To the author: heads up, the first code block in the "Infinite buffer" section doesn't match the text, the text is talking about using bytes.Buffer but the code is for the quoted columns caching. Neat blog post, btw :)


Ooops, fixed. Thank you!


i wonder what % of cpu cycles on AWS are spent encoding and decoding JSON.


Actually, this is horrifying to think about. I'll concede that JSON is the answer for most public HTTP APIs, but it's also used for tons of internal IPC. The energy that could be saved with more efficient alternatives is likely substantial.


While sending data between C++/Go/Java processes as JSON is a waste, when one part is a scripting language, JSON can be more efficient than alternatives.

Recently I benchmarked extension API in Chromium. Those can send arbitrary data from C++ main browser process to the renderer process running extension JS code. Internally API use a binary format plus they verify that the data matches API scheme.

It turned that for complex data writing the data to JSON on C++ side, sending the string using the same API and decoding that in JS was faster. The code to read binary data and convert that to JS plus the scheme verification was not optimized in Chromium, while JSON decoder was.


> is the answer

i suspect you mean pragmatically for humans, since there is support for it in most libraries. but for concise equivalent marshalling, i wonder if YAML or TOML etc would be faster to parse. Or Amazon's Ion superset of JSON.


I wonder what % are just idle.


Or running JVM GC. Or on pointer chasing. etc. Most code is just not well optimizesd.


(De)Serialization costs definitely add up. I've seen measurements where it was 20% of cpu cycles. Even worse lots of systems out there that could get an immediate boost just by swapping libraries.
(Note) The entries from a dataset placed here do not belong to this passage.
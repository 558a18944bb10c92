use async_trait::async_trait;
use sea_orm::{ActiveModelTrait as _, ColumnTrait as _, ConnectionTrait, DbErr, EntityTrait as _, QueryFilter as _, QueryOrder as _};
use uuid::Uuid;

use crate::entity::{payslip, prelude::*};

#[async_trait]
pub trait PayslipStore {
    async fn insert_payslip(&self, model: payslip::ActiveModel) -> Result<payslip::Model, DbErr>;

    async fn find_payslip(&self, employee_id: Uuid, payroll_period_id: Uuid) -> Result<Option<payslip::Model>, DbErr>;

    async fn payslips_for_period(&self, payroll_period_id: Uuid) -> Result<Vec<payslip::Model>, DbErr>;
}

#[async_trait]
impl<C> PayslipStore for C
where
    C: ConnectionTrait,
{
    async fn insert_payslip(&self, model: payslip::ActiveModel) -> Result<payslip::Model, DbErr> {
        model.insert(self).await
    }

    async fn find_payslip(&self, employee_id: Uuid, payroll_period_id: Uuid) -> Result<Option<payslip::Model>, DbErr> {
        Payslip::find()
            .filter(payslip::Column::EmployeeId.eq(employee_id))
            .filter(payslip::Column::PayrollPeriodId.eq(payroll_period_id))
            .one(self).await
    }

    async fn payslips_for_period(&self, payroll_period_id: Uuid) -> Result<Vec<payslip::Model>, DbErr> {
        Payslip::find()
            .filter(payslip::Column::PayrollPeriodId.eq(payroll_period_id))
            .order_by_asc(payslip::Column::EmployeeId)
            .all(self).await
    }
}
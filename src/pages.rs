use actix_web::{dev, web, FromRequest, HttpMessage as _, HttpRequest};
use futures_util::future::{ready, Ready};
use tracing_actix_web::RequestId;
use uuid::Uuid;

use crate::payroll::RequestOrigin;

mod auth;
mod payroll;
mod submission;

pub fn config(cfg: &mut web::ServiceConfig) {
    cfg
        .service(web::scope("/auth")
            .configure(auth::config))
        .service(web::scope("/payroll_period")
            .configure(payroll::config))
        .configure(submission::config);
}

impl FromRequest for RequestOrigin {
    type Error = actix_web::Error;
    type Future = Ready<Result<Self, Self::Error>>;

    fn from_request(req: &HttpRequest, _: &mut dev::Payload) -> Self::Future {
        let ip_address = req.connection_info()
            .realip_remote_addr()
            .unwrap_or("unknown")
            .to_owned();

        // Client supplied id wins, then the one TracingLogger assigned
        let request_id = req.headers()
            .get("X-Request-ID")
            .and_then(|v| v.to_str().ok())
            .filter(|v| !v.is_empty())
            .map(str::to_owned)
            .or_else(|| req.extensions().get::<RequestId>().map(ToString::to_string))
            .unwrap_or_else(|| Uuid::new_v4().to_string());

        ready(Ok(Self { ip_address, request_id }))
    }
}

#[cfg(test)]
mod tests {
    use actix_web::{get, test, App, Responder};
    use tracing_actix_web::TracingLogger;

    use super::*;

    #[get("/")]
    async fn echo_origin(origin: RequestOrigin) -> impl Responder {
        web::Json(origin)
    }

    #[actix_web::test]
    async fn test_origin_from_header() {
        let app = test::init_service(App::new().service(echo_origin)).await;

        let req = test::TestRequest::default()
            .peer_addr("10.1.2.3:4567".parse().unwrap())
            .insert_header(("X-Request-ID", "abc-123"))
            .to_request();

        let origin: RequestOrigin = test::call_and_read_body_json(&app, req).await;
        assert_eq!(origin.request_id, "abc-123");
        assert!(origin.ip_address.starts_with("10.1.2.3"));
    }

    #[actix_web::test]
    async fn test_origin_falls_back_to_tracing_request_id() {
        let app = test::init_service(
            App::new()
                .wrap(TracingLogger::default())
                .service(echo_origin)
        ).await;

        let req = test::TestRequest::default().to_request();

        let origin: RequestOrigin = test::call_and_read_body_json(&app, req).await;
        assert!(Uuid::parse_str(&origin.request_id).is_ok());
    }
}
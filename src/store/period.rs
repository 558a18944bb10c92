use async_trait::async_trait;
use sea_orm::{prelude::{Date, DateTimeWithTimeZone}, ActiveModelTrait as _, ActiveValue::Set, ColumnTrait as _, ConnectionTrait, DbErr, EntityTrait as _, QueryFilter as _, QueryOrder as _, QuerySelect as _};
use uuid::Uuid;

use crate::entity::{payroll_period, prelude::*};

#[async_trait]
pub trait PeriodStore {
    async fn find_period(&self, id: Uuid) -> Result<Option<payroll_period::Model>, DbErr>;

    /// Like [`find_period`](Self::find_period), holding a row lock until the
    /// transaction ends.
    async fn lock_period(&self, id: Uuid) -> Result<Option<payroll_period::Model>, DbErr>;

    /// Periods whose range includes `date`, share-locked until the transaction
    /// ends. A run waits on this lock before it reads any submission.
    async fn lock_periods_covering(&self, date: Date) -> Result<Vec<payroll_period::Model>, DbErr>;

    /// Newest `start_date` first.
    async fn list_periods(&self) -> Result<Vec<payroll_period::Model>, DbErr>;

    /// Periods sharing at least one date with `[start, end]`.
    async fn overlapping_periods(&self, start: Date, end: Date) -> Result<Vec<payroll_period::Model>, DbErr>;

    async fn insert_period(&self, model: payroll_period::ActiveModel) -> Result<payroll_period::Model, DbErr>;

    /// Flips `is_processed` only while it is still false.
    ///
    /// Returns `false` when no row matched, meaning another run got there first
    /// (or the period vanished).
    async fn mark_period_processed(
        &self,
        id: Uuid,
        processed_by: Uuid,
        ip_address: &str,
        processed_at: DateTimeWithTimeZone,
    ) -> Result<bool, DbErr>;
}

#[async_trait]
impl<C> PeriodStore for C
where
    C: ConnectionTrait,
{
    async fn find_period(&self, id: Uuid) -> Result<Option<payroll_period::Model>, DbErr> {
        PayrollPeriod::find_by_id(id).one(self).await
    }

    async fn lock_period(&self, id: Uuid) -> Result<Option<payroll_period::Model>, DbErr> {
        PayrollPeriod::find_by_id(id)
            .lock_exclusive()
            .one(self).await
    }

    async fn lock_periods_covering(&self, date: Date) -> Result<Vec<payroll_period::Model>, DbErr> {
        PayrollPeriod::find()
            .filter(payroll_period::Column::StartDate.lte(date))
            .filter(payroll_period::Column::EndDate.gte(date))
            .lock_shared()
            .all(self).await
    }

    async fn list_periods(&self) -> Result<Vec<payroll_period::Model>, DbErr> {
        PayrollPeriod::find()
            .order_by_desc(payroll_period::Column::StartDate)
            .all(self).await
    }

    async fn overlapping_periods(&self, start: Date, end: Date) -> Result<Vec<payroll_period::Model>, DbErr> {
        PayrollPeriod::find()
            .filter(payroll_period::Column::StartDate.lte(end))
            .filter(payroll_period::Column::EndDate.gte(start))
            .all(self).await
    }

    async fn insert_period(&self, model: payroll_period::ActiveModel) -> Result<payroll_period::Model, DbErr> {
        model.insert(self).await
    }

    async fn mark_period_processed(
        &self,
        id: Uuid,
        processed_by: Uuid,
        ip_address: &str,
        processed_at: DateTimeWithTimeZone,
    ) -> Result<bool, DbErr> {
        let res = PayrollPeriod::update_many()
            .set(payroll_period::ActiveModel {
                updated_at: Set(processed_at),
                updated_by: Set(Some(processed_by)),
                ip_address: Set(ip_address.to_owned()),
                is_processed: Set(true),
                processed_at: Set(Some(processed_at)),
                ..Default::default()
            })
            .filter(payroll_period::Column::Id.eq(id))
            .filter(payroll_period::Column::IsProcessed.eq(false))
            .exec(self).await?;

        Ok(res.rows_affected > 0)
    }
}
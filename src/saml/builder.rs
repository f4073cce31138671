//! Construction of outbound protocol messages.

use chrono::{SubsecRound, Utc};
use uuid::Uuid;

use super::types::{AuthnRequest, Issuer, LogoutRequest, NameId, SAML_VERSION};

/// Generate a message identifier: `_` followed by 32 hex characters from a
/// random UUID. The leading underscore keeps it a valid NCName.
pub fn generate_id() -> String {
    format!("_{}", Uuid::new_v4().simple())
}

/// Build a passive AuthnRequest asking the IdP to answer at `acs_url`.
pub fn build_authn_request(
    acs_url: &str,
    protocol_binding: &str,
    issuer: &str,
    destination: &str,
) -> AuthnRequest {
    AuthnRequest {
        id: generate_id(),
        issue_instant: Utc::now().trunc_subsecs(3),
        version: SAML_VERSION.to_string(),
        issuer: Issuer::entity(issuer),
        destination: destination.to_string(),
        assertion_consumer_service_url: acs_url.to_string(),
        protocol_binding: protocol_binding.to_string(),
        is_passive: true,
    }
}

/// Build a LogoutRequest for the IdP session identified by `session_index`.
///
/// Without a session index the request carries no `SessionIndex`, which
/// means logout was attempted without a prior successful login.
pub fn build_logout_request(
    issuer: &str,
    destination: &str,
    name_id: Option<NameId>,
    session_index: Option<&str>,
) -> LogoutRequest {
    if session_index.is_none() {
        tracing::warn!(
            destination,
            "Building LogoutRequest without a session index; no assertion was consumed for this session"
        );
    }
    LogoutRequest {
        id: generate_id(),
        issue_instant: Utc::now().trunc_subsecs(3),
        version: SAML_VERSION.to_string(),
        issuer: Issuer::entity(issuer),
        destination: destination.to_string(),
        name_id,
        session_indexes: session_index.map(str::to_string).into_iter().collect(),
    }
}
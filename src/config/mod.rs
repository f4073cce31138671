//! Configuration for the SAML Service Provider.
//!
//! The SP is configured via a TOML file, with support for environment
//! variable interpolation using `${VAR_NAME}` syntax.
//!
//! # Example
//!
//! ```toml
//! [server]
//! host = "0.0.0.0"
//! port = 8080
//!
//! [saml]
//! entity_id = "https://sp.example.com"
//! idp_sso_url = "https://idp.example.com/sso"
//! idp_slo_url = "https://idp.example.com/slo"
//! idp_certificate = "${IDP_CERTIFICATE}"
//! ```

mod observability;
mod saml;
mod server;
mod session;

use std::path::Path;

pub use observability::*;
pub use saml::*;
use serde::{Deserialize, Serialize};
pub use server::*;
pub use session::*;

/// Root configuration.
///
/// Loaded once at startup and shared read-only; components receive the
/// sections they need through their constructors.
#[derive(Debug, Clone, Serialize, Deserialize)]
#[serde(deny_unknown_fields)]
pub struct SpConfig {
    /// HTTP server configuration.
    #[serde(default)]
    pub server: ServerConfig,

    /// SP identity and IdP endpoints.
    pub saml: SamlConfig,

    /// Session cookie configuration.
    #[serde(default)]
    pub session: SessionConfig,

    /// Observability configuration (logging).
    #[serde(default)]
    pub observability: ObservabilityConfig,
}

impl SpConfig {
    /// Load configuration from a TOML file.
    ///
    /// Environment variables in the format `${VAR_NAME}` are expanded.
    /// Missing required variables will cause an error.
    pub fn from_file(path: impl AsRef<Path>) -> Result<Self, ConfigError> {
        let contents = std::fs::read_to_string(path.as_ref())
            .map_err(|e| ConfigError::Io(e, path.as_ref().to_path_buf()))?;

        Self::from_str(&contents)
    }

    /// Parse configuration from a TOML string.
    #[allow(clippy::should_implement_trait)]
    pub fn from_str(contents: &str) -> Result<Self, ConfigError> {
        let expanded = expand_env_vars(contents)?;
        let config: SpConfig = toml::from_str(&expanded).map_err(ConfigError::Parse)?;
        config.validate()?;
        Ok(config)
    }

    /// Validate the configuration for consistency and completeness.
    fn validate(&self) -> Result<(), ConfigError> {
        self.server.validate()?;
        self.saml.validate()?;
        self.session.validate()?;

        if self.session.same_site == SameSite::None && !self.session.secure {
            return Err(ConfigError::Validation(
                "session.same_site = \"none\" requires session.secure = true".into(),
            ));
        }
        Ok(())
    }
}

#[derive(Debug, thiserror::Error)]
pub enum ConfigError {
    #[error("Failed to read config file {1}: {0}")]
    Io(std::io::Error, std::path::PathBuf),

    #[error("Failed to parse config: {0}")]
    Parse(#[from] toml::de::Error),

    #[error("Environment variable not found: {0}")]
    EnvVarNotFound(String),

    #[error("Configuration validation error: {0}")]
    Validation(String),
}

/// Expand `${VAR_NAME}` references, leaving anything after a `#` untouched.
fn expand_env_vars(input: &str) -> Result<String, ConfigError> {
    let re = regex::Regex::new(r"\$\{([^}]+)\}")
        .map_err(|e| ConfigError::Validation(format!("invalid interpolation pattern: {e}")))?;
    let mut result = String::with_capacity(input.len());

    for line in input.lines() {
        let comment_pos = line.find('#');
        let mut last_end = 0;

        for cap in re.captures_iter(line) {
            let Some(whole) = cap.get(0) else { continue };
            if let Some(pos) = comment_pos
                && whole.start() >= pos
            {
                continue;
            }

            result.push_str(&line[last_end..whole.start()]);
            let var_name = &cap[1];
            let value = std::env::var(var_name)
                .map_err(|_| ConfigError::EnvVarNotFound(var_name.to_string()))?;
            result.push_str(&value);
            last_end = whole.end();
        }

        result.push_str(&line[last_end..]);
        result.push('\n');
    }

    // Remove trailing newline if input didn't have one
    if !input.ends_with('\n') && result.ends_with('\n') {
        result.pop();
    }

    Ok(result)
}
I think a lot of the older APIs return XML and the SDKs abstract all that away. I imagine that uses even more


XML is an interesting one; on the one side it's as inefficient as JSON due to encoding data to a text format and back again, but on the other because it's more formalized it allows transfer methods like EXI [0] to turn it into a highly efficient binary interchange protocol. In theory. This technology probably came in too little too late though, since by then JSON was starting to take over.

[0] https://www.w3.org/TR/exi/


What is "large"?


> And generated two datasets: one with 20 columns and 1M rows, and one with 1K columns and 10K rows.

And if that's not big enough for you, the observed effects grow as I increased columns and rows.